Don't skip! It gets you into a bad habit of skipping. I made a vow to myself never to skip class again after the semester where I counted that I was skipping over 10 classes per week. I stopped going to one of my classes for 3 weeks - 1 month.

But now I haven't skipped class in a year, and it really benefits the grade.


----------



## Nocturne Lurker (Aug 27, 2012)

I don't skip classes otherwise my parents would give me a bad time. But sometimes I just wana get out that classroom usually because there's teamwork and I'm in a solo group. I ask permission to the teacher if I can see the principal for whatever reason and she lets me get out  So far, no regrets.


----------



## Cam1 (Dec 4, 2011)

I skipped a lot at one point, it's a bad habit to get into.


----------



## genes1s (Sep 23, 2012)

Um, yeah. Skipped like 1/2 of my lectures in first year of university. And throughout most of Grade 11 and 12 in high school. It's a very addicting habit, hard to stop. And my grades in university definitely took a hit, although they're not that bad..


----------



## Alygat0r (Aug 5, 2012)

skipping is a pretty bad habit, but one i am definitely guilty of. i can totally relate to you OP.

one time i skipped a class for nearly the entire Spring/Summer term just to avoid sitting by one girl who always expected me to sit with her (we were on decent enough terms with eachother that it would come across as really weird and/or really rude if i didnt sit with her). she was a really nice girl, but i am a paranoid freak and constantly felt like i was making an idiot of myself whenever i was around her (interacting with people around my age is probably the worst for me..). I ended up failing the class obviously, which was a huge mistake and waste of money on my part, not to mention i was put on academic probation. i failed a class by not going to it, just to avoid social interaction and possibly being judged by a peer. so not worth it!!!
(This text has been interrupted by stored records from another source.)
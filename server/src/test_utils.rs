//! Test Utilities Module
//!
//! Drives the flow router in-process and carries the session cookie between
//! requests the way a browser would.
//! This module is only compiled when running tests.

#![cfg(test)]

use crate::config::FlowConfig;
use crate::flow::FlowController;
use crate::server::{AppState, build_router};
use axum::{
    Router,
    body::{Body, Bytes},
    http::{Request, StatusCode, header},
};
use serde::de::DeserializeOwned;
use std::time::Duration;
use tower::util::ServiceExt;

// ============================================================================
// Test Context
// ============================================================================

/// Router plus the cookie jar of a single client
pub struct TestContext {
    pub app_state: AppState,
    pub router: Router,
    cookie: Option<String>,
}

/// Response with the body already collected
pub struct TestResponse {
    pub status: StatusCode,
    pub location: Option<String>,
    pub body: Bytes,
}

impl TestResponse {
    /// Parse the body as JSON, panicking with the raw body on failure
    pub fn json<T: DeserializeOwned>(&self) -> T {
        serde_json::from_slice(&self.body).unwrap_or_else(|e| {
            panic!(
                "Failed to parse body ({}): {}",
                e,
                String::from_utf8_lossy(&self.body)
            )
        })
    }
}

impl TestContext {
    /// Create a new test context with no search delay
    pub fn new() -> Self {
        let flow = FlowController::new(FlowConfig {
            search_delay: Duration::ZERO,
            ..FlowConfig::default()
        });
        Self::with_state(AppState::new().with_flow(flow))
    }

    pub fn with_state(app_state: AppState) -> Self {
        let router = build_router(app_state.clone());
        Self {
            app_state,
            router,
            cookie: None,
        }
    }

    /// Session id currently held by this client
    pub fn session_id(&self) -> Option<&str> {
        self.cookie
            .as_deref()
            .and_then(|c| c.split_once('='))
            .map(|(_, id)| id)
    }

    /// Send a request, remembering any session cookie handed out
    pub async fn request(&mut self, builder: axum::http::request::Builder, body: Body) -> TestResponse {
        let builder = match &self.cookie {
            Some(cookie) => builder.header(header::COOKIE, cookie),
            None => builder,
        };
        let request = builder.body(body).expect("Failed to build request");

        let response = self
            .router
            .clone()
            .oneshot(request)
            .await
            .expect("Failed to execute request");

        if let Some(set_cookie) = response
            .headers()
            .get(header::SET_COOKIE)
            .and_then(|v| v.to_str().ok())
            && let Some(pair) = set_cookie.split(';').next()
        {
            self.cookie = Some(pair.trim().to_string());
        }

        let status = response.status();
        let location = response
            .headers()
            .get(header::LOCATION)
            .and_then(|v| v.to_str().ok())
            .map(str::to_string);
        let body = axum::body::to_bytes(response.into_body(), usize::MAX)
            .await
            .expect("Failed to read response body");

        TestResponse {
            status,
            location,
            body,
        }
    }

    pub async fn get(&mut self, uri: &str) -> TestResponse {
        let builder = Request::builder().method("GET").uri(uri);
        self.request(builder, Body::empty()).await
    }

    /// POST an urlencoded form body
    pub async fn post_form(&mut self, uri: &str, body: &str) -> TestResponse {
        let builder = Request::builder()
            .method("POST")
            .uri(uri)
            .header(header::CONTENT_TYPE, "application/x-www-form-urlencoded");
        self.request(builder, Body::from(body.to_string())).await
    }
}

impl Default for TestContext {
    fn default() -> Self {
        Self::new()
    }
}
try going into class with the attitude of: *"if i make friends here, cool. if i don't, whatever. either way, i'm here to learn the course material so i can move onto bigger and better things in terms of my career and my life" *

the positive thing about this is that its still the beginning of the year so you still have time to crack down and get on the right track in terms of your work load .. set time aside throughout the week and on the weekends and just catch up on homework and readings.. when you do, itll make you feel good about yourself, and you'll hopefully feel more motivated to do well in school.

good luck!!


----------



## oceanlife (Aug 20, 2012)

How can you get away with skipping classes? I'm just at a community college, but in most classes I've taken if you miss more than two days you are automatically dropped.


----------



## gomenne (Oct 3, 2009)

Yes I skip a lot, I just cant help it, it's like a disease :/
I call it "chronic skipping disorder" it exists !
I have always been this way, in elementary shcool, jh and hs and now college. It isnt something new.
If you skip though without studying for the time lost, you will fail.
You can skip and study, do lots of hmk go to your teacher for help and ask other students to help you, then you can easily pass without going to class.


----------



## Cerberios (Nov 8, 2010)

I'm in a special program for kids who can't attend regular school AND I STILL SKIP CLASS. That's fail, don't do what I do.


----------



## queenbanana (Sep 5, 2012)

Marlon said:


> Don't skip! It gets you into a bad habit of skipping. I made a vow to myself never to skip class again after the semester where I counted that I was skipping over 10 classes per week. I stopped going to one of my classes for 3 weeks - 1 month.
> But now I haven't skipped class in a year, and it really benefits the grade.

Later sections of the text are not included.